— TASK BRIEF —
Within the records, find every line that includes the word "MEDIAN" and copy it.

(Saved data entries)
********
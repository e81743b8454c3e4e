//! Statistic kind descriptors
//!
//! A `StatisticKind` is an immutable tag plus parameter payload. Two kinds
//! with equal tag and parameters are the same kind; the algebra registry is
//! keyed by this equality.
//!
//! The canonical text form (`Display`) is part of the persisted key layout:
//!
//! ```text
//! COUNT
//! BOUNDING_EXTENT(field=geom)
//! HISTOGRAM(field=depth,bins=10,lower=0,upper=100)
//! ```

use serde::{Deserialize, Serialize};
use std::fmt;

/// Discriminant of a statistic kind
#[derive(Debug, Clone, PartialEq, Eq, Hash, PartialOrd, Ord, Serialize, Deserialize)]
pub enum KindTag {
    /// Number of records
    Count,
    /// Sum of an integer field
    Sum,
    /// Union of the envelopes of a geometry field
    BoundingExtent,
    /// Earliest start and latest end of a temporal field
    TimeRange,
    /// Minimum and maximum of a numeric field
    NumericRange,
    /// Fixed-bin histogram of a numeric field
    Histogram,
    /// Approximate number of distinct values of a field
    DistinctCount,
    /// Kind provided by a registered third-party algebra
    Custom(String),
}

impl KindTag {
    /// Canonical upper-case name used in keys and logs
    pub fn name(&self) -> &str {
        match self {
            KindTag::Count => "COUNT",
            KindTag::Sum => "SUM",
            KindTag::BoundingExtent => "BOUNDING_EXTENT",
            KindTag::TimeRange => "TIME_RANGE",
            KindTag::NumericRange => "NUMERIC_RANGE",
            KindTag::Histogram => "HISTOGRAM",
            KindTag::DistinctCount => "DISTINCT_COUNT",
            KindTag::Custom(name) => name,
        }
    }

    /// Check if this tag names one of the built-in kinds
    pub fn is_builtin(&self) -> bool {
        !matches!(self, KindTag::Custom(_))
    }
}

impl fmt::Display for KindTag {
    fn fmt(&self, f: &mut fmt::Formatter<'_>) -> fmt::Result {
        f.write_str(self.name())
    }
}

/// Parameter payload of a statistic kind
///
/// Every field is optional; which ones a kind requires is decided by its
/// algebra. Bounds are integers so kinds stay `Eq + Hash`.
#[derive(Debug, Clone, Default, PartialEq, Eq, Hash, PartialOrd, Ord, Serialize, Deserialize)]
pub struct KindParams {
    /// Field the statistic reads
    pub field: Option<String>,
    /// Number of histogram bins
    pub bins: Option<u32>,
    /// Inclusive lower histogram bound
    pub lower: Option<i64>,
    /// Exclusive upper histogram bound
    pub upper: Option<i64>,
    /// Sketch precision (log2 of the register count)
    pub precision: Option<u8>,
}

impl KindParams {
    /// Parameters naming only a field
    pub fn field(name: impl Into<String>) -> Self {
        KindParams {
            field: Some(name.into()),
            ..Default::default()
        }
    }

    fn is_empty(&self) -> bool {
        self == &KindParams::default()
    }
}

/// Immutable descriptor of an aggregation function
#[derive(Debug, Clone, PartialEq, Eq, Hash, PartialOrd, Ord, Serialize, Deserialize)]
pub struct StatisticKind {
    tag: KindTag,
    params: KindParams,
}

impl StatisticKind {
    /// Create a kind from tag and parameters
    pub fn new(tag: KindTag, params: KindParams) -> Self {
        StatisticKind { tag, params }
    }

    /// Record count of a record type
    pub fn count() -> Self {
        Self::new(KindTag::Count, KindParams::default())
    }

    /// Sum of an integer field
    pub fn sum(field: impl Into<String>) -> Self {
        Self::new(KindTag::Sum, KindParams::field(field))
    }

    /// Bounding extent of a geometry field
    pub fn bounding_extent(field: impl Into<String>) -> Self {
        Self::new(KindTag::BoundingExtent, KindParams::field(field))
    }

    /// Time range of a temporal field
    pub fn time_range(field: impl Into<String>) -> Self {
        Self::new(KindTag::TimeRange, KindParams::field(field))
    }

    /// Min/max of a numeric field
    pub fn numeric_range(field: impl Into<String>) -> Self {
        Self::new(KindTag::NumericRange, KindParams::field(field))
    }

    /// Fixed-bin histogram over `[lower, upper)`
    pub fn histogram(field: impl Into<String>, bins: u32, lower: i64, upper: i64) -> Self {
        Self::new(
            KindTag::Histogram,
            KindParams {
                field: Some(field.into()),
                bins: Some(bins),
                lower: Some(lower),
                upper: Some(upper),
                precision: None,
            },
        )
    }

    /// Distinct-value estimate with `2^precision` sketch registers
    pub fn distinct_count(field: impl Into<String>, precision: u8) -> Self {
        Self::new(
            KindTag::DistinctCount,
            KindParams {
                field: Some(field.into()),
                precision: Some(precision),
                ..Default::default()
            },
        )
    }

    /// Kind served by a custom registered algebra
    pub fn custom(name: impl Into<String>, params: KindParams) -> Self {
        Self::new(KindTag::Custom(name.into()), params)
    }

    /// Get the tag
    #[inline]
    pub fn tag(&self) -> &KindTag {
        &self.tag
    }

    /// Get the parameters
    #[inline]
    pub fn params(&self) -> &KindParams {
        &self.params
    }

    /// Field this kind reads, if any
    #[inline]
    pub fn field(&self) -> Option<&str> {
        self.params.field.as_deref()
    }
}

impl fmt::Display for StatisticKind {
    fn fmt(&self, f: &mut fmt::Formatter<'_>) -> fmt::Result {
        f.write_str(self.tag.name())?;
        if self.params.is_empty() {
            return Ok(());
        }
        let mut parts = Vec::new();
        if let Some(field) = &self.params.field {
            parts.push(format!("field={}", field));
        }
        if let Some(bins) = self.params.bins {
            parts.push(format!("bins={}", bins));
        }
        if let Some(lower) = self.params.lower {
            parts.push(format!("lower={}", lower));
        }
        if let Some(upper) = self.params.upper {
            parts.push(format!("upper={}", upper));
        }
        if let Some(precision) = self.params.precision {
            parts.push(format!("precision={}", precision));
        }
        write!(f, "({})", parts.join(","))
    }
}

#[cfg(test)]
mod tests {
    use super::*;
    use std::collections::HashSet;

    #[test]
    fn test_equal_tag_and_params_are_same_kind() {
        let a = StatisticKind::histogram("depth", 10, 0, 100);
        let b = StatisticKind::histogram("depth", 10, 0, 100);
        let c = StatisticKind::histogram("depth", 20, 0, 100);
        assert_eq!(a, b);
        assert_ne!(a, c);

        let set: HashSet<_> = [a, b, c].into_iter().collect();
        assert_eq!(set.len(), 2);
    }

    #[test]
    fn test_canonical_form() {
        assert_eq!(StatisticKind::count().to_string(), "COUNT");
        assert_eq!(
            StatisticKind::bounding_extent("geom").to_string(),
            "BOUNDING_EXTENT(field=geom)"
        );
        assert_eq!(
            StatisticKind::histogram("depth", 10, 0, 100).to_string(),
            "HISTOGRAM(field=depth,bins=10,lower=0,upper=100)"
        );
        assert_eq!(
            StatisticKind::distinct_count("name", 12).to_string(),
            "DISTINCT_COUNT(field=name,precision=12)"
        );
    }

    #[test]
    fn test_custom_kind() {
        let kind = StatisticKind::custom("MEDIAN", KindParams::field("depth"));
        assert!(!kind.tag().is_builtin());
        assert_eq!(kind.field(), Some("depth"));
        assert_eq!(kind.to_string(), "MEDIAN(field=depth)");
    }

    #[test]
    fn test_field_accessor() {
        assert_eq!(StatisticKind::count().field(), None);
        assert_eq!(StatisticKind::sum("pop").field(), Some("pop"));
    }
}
********
— EXERCISE SOLUTION —
        let kind = StatisticKind::custom("MEDIAN", KindParams::field("depth"));
        assert_eq!(kind.to_string(), "MEDIAN(field=depth)");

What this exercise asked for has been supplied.